In the records that follow, locate every line with "self" and extract it.

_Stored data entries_

******

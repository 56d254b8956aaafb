#![allow(dead_code)]

use async_trait::async_trait;
use backoffice_server::auth::Claims;
use backoffice_server::core::{Config, ServerState};
use backoffice_server::db::Storage;
use backoffice_server::observability::{ReplayCall, ReplayReply, Replayer};
use jsonwebtoken::{Algorithm, EncodingKey, Header, encode};
use parking_lot::Mutex;
use rust_decimal::Decimal;
use serde_json::json;
use shared::models::{
    AddItem, CreateOrder, Item, ItemCreate, MenuItem, MenuItemCreate, Order, PrepArea,
    RecipeComponent, RecipeCreate, StockPolicy, Unit,
};
use std::sync::Arc;
use tempfile::TempDir;

/// Answers every replay with a fixed status and keeps the calls
pub struct RecordingReplayer {
    pub status: Mutex<u16>,
    pub calls: Mutex<Vec<ReplayCall>>,
}

#[async_trait]
impl Replayer for RecordingReplayer {
    async fn replay(&self, call: &ReplayCall) -> Result<ReplayReply, String> {
        self.calls.lock().push(call.clone());
        let status_code = *self.status.lock();
        Ok(ReplayReply {
            status_code,
            body: json!({ "ok": status_code < 400 }),
        })
    }
}

pub struct Harness {
    pub state: ServerState,
    pub replayer: Arc<RecordingReplayer>,
    _dir: TempDir,
}

pub fn harness() -> Harness {
    harness_with(|_| {})
}

pub fn harness_with(configure: impl FnOnce(&mut Config)) -> Harness {
    let dir = tempfile::tempdir().unwrap();
    let mut config = Config::for_tests(dir.path().to_string_lossy().to_string());
    configure(&mut config);
    let replayer = Arc::new(RecordingReplayer {
        status: Mutex::new(201),
        calls: Mutex::new(Vec::new()),
    });
    let state =
        ServerState::with_storage(config, Storage::open_in_memory().unwrap(), replayer.clone())
            .unwrap();
    Harness {
        state,
        replayer,
        _dir: dir,
    }
}

/// Bearer header for a user of `venue_id` with every permission
pub fn bearer(state: &ServerState, user_id: &str, venue_id: &str) -> String {
    let jwt = &state.config.jwt;
    let now = chrono::Utc::now();
    let claims = Claims {
        sub: user_id.into(),
        name: "Test".into(),
        venue_id: venue_id.into(),
        role: "manager".into(),
        permissions: vec!["all".into()],
        exp: (now + chrono::Duration::minutes(10)).timestamp(),
        iat: now.timestamp(),
        iss: jwt.issuer.clone(),
        aud: jwt.audience.clone(),
    };
    let key = EncodingKey::from_secret(jwt.secret.as_bytes());
    let token = encode(&Header::new(Algorithm::HS256), &claims, &key).unwrap();
    format!("Bearer {token}")
}

pub fn stock_item(state: &ServerState, venue_id: &str, name: &str) -> Item {
    state
        .stock
        .create_item(ItemCreate {
            venue_id: venue_id.into(),
            name: name.into(),
            base_unit: Unit::Each,
            reorder_point: Decimal::ZERO,
            reorder_qty: Decimal::ZERO,
            cost: 0,
            stock_policy: Some(StockPolicy::AllowNegative),
            auto_reorder: false,
        })
        .unwrap()
}

/// Menu item drawing `per_portion` of `item_id` through a one-line recipe
pub fn dish(
    state: &ServerState,
    venue_id: &str,
    item_id: &str,
    per_portion: Decimal,
    price: i64,
) -> MenuItem {
    let recipe = state
        .recipes
        .save_recipe(RecipeCreate {
            id: None,
            venue_id: venue_id.into(),
            name: "House recipe".into(),
            yield_qty: Decimal::ONE,
            components: vec![RecipeComponent::Ingredient {
                item_id: item_id.into(),
                qty: per_portion,
                unit: Unit::Each,
                waste_pct: None,
            }],
        })
        .unwrap();
    state
        .recipes
        .create_menu_item(MenuItemCreate {
            venue_id: venue_id.into(),
            name: "House dish".into(),
            price,
            tax_rate_bps: 0,
            prep_area: PrepArea::Grill,
            recipe_id: Some(recipe.id),
        })
        .unwrap()
}

pub fn open_order(state: &ServerState, venue_id: &str) -> Order {
    let session = state.orders.open_session(venue_id, "waiter").unwrap();
    state
        .orders
        .create_order(
            CreateOrder {
                session_id: session.id,
                table_id: Some("t1".into()),
                discount: 0,
            },
            "waiter",
        )
        .unwrap()
}

pub fn add_line(state: &ServerState, order_id: &str, menu_item_id: &str, qty: u32) -> Order {
    state
        .orders
        .add_item(
            order_id,
            AddItem {
                menu_item_id: menu_item_id.into(),
                qty,
                seat_no: None,
                course_no: None,
                instructions: None,
            },
        )
        .unwrap()
}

******

_Reply_
    async fn replay(&self, call: &ReplayCall) -> Result<ReplayReply, String> {
        self.calls.lock().push(call.clone());
        let status_code = *self.status.lock();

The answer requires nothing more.